El juez

                                                                       

Cuando fui citado a comparecer en calidad de  testigo (así decía la cédula de notificación), entré, por primera vez en mi vida, en el Palacio de Justicia. Cuántos corredores, cuántas puertas. Pregunté dónde estaba el juzgado que me había enviado la citación, pero nadie sabía o me daban instrucciones erróneas y contradictorias. Harto de caminar de aquí para allá abrí una puerta y entré. Me atendió un joven de chaqueta de lustrina, o pálido y muy altanero“Soy el testigo”, le dije. Me contestó sin mirarme: “Espere su turno”. Esperé, prudentemente, un par de días. Después me aburrí y, tanto como para distraerme, empecé a ayudar al joven, quien ni siquiera me lo agradeció. Al poco tiempo ya sabía ubicar los expedientes y distinguirlos unos de otros. Los abogados que acudían al juzgado me saludaban con amabilidad, algunos me dejaban sobrecitos con dinero. Un ordenanza nos traía la comida, al joven y a mí. Por la noche el joven se iba a su casa, pero yo me quedaba a dormir en un sofá de cuero: tenía miedo de perder mi turno de testigo. Al cabo de un año (o dos, no estoy seguro), pasé a desempeñarme en la trastienda. Sentado a un escritorio, redactaba las sentencias y se las llevaba al Juez, un hombre muy gordo y pálido, vestido de negro, que nunca salía de su despacho. Antes de irnos a dormir solía hacerme confidencias. ¿Qué será de mi esposa?, suspiraba. “Y de mis hijos. El mayor andará  por los veinte años”. Tiempo después este hombre melancólico desapareció. Y como nadie venía a ocupar su sillón, yo lo reemplacé, No me falta práctica. Ahora todo el mundo me llama “señor Juez” o “Usía” El joven de saco de lustrina, cuando entra en mi despacho, me dedica una reverencia.
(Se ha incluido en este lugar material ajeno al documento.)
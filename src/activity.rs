// src/activity.rs - User-presence and display gating
use std::process::Command;
use std::time::Duration;
use tokio::sync::watch;
use tokio::task::JoinHandle;

/// How often the system probe is sampled.
pub const POLL_INTERVAL: Duration = Duration::from_secs(2);
/// An idle reading below this means the user just produced input.
const FRESH_INPUT_SECS: f64 = 1.0;

#[derive(Debug, Clone, Copy, PartialEq)]
pub struct ActivitySample {
    pub idle_secs: f64,
    pub display_on: bool,
}

/// OS-specific sensing lives behind this seam so the gating logic stays
/// deterministic and testable.
pub trait ActivityProbe: Send + 'static {
    fn sample(&mut self) -> ActivitySample;
}

/// Decides whether the pipeline should run. Pure transition logic; feeding it
/// samples is the poller's job.
pub struct ActivityGate {
    idle_pause_threshold: f64,
    enabled: bool,
    active: bool,
}

impl ActivityGate {
    pub fn new(idle_pause_threshold: f64, enabled: bool) -> Self {
        Self {
            idle_pause_threshold,
            enabled,
            active: true,
        }
    }

    pub fn is_active(&self) -> bool {
        self.active
    }

    /// Apply one sample. Returns the new activity state when it flipped.
    pub fn evaluate(&mut self, sample: ActivitySample) -> Option<bool> {
        if !self.enabled {
            return None;
        }
        if self.active {
            if sample.idle_secs > self.idle_pause_threshold || !sample.display_on {
                self.active = false;
                return Some(false);
            }
        } else if sample.idle_secs < FRESH_INPUT_SECS && sample.display_on {
            self.active = true;
            return Some(true);
        }
        None
    }
}

/// Probes the OS with a chain of fallbacks. When no method answers, reports
/// the user present and the display on.
pub struct SystemActivityProbe;

impl SystemActivityProbe {
    pub fn new() -> Self {
        Self
    }

    fn idle_secs() -> f64 {
        // macOS: HIDIdleTime is reported in nanoseconds.
        if let Some(out) = run_capture("ioreg", &["-c", "IOHIDSystem", "-d", "4"]) {
            if let Some(line) = out.lines().find(|l| l.contains("HIDIdleTime")) {
                if let Some(ns) = line
                    .rsplit('=')
                    .next()
                    .and_then(|v| v.trim().parse::<f64>().ok())
                {
                    return ns / 1e9;
                }
            }
        }
        // X11 fallback, milliseconds.
        if let Some(out) = run_capture("xprintidle", &[]) {
            if let Ok(ms) = out.trim().parse::<f64>() {
                return ms / 1e3;
            }
        }
        0.0
    }

    fn display_on() -> bool {
        if let Some(out) = run_capture("brightnessctl", &["get"]) {
            if let Ok(brightness) = out.trim().parse::<i64>() {
                return brightness > 0;
            }
        }
        if let Some(out) = run_capture("system_profiler", &["SPDisplaysDataType"]) {
            return out.contains("Resolution:");
        }
        true
    }
}

fn run_capture(program: &str, args: &[&str]) -> Option<String> {
    let output = Command::new(program).args(args).output().ok()?;
    output
        .status
        .success()
        .then(|| String::from_utf8_lossy(&output.stdout).into_owned())
}

impl ActivityProbe for SystemActivityProbe {
    fn sample(&mut self) -> ActivitySample {
        ActivitySample {
            idle_secs: Self::idle_secs(),
            display_on: Self::display_on(),
        }
    }
}

/// Periodic sampling task. Publishes only transitions over the watch channel
/// and stops once every receiver is gone. Runs on a blocking thread because
/// the system probe shells out.
pub fn spawn_poller(
    mut probe: Box<dyn ActivityProbe>,
    mut gate: ActivityGate,
    tx: watch::Sender<bool>,
    poll_interval: Duration,
) -> JoinHandle<()> {
    tokio::task::spawn_blocking(move || {
        while !tx.is_closed() {
            let sample = probe.sample();
            if let Some(active) = gate.evaluate(sample) {
                tracing::info!(
                    active,
                    idle_secs = sample.idle_secs,
                    display_on = sample.display_on,
                    "activity state changed"
                );
                if tx.send(active).is_err() {
                    break;
                }
            }
            std::thread::sleep(poll_interval);
        }
    })
}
Presumo que no es el mismo que me atendió el primer día y que era tan engreído, pero se le parece extraordinariamente. La vida sedentaria me ha hecho engordar. Y como desde hace años no veo la luz del sol, estoy muy pálido. A veces añoro mi casa, a mi familia. En ciertas oportunidades, por ejemplo en Navidad, no resultaba agradable permanecer aquí encerrado. Pero soy el Juez, Ayer un nuevo empleado, un muchacho muy simpático, me hizo firmar una sentencia donde condeno a un testigo renitente. El nombre del testigo me suena familiar. ¿Será el mío? No estoy seguro.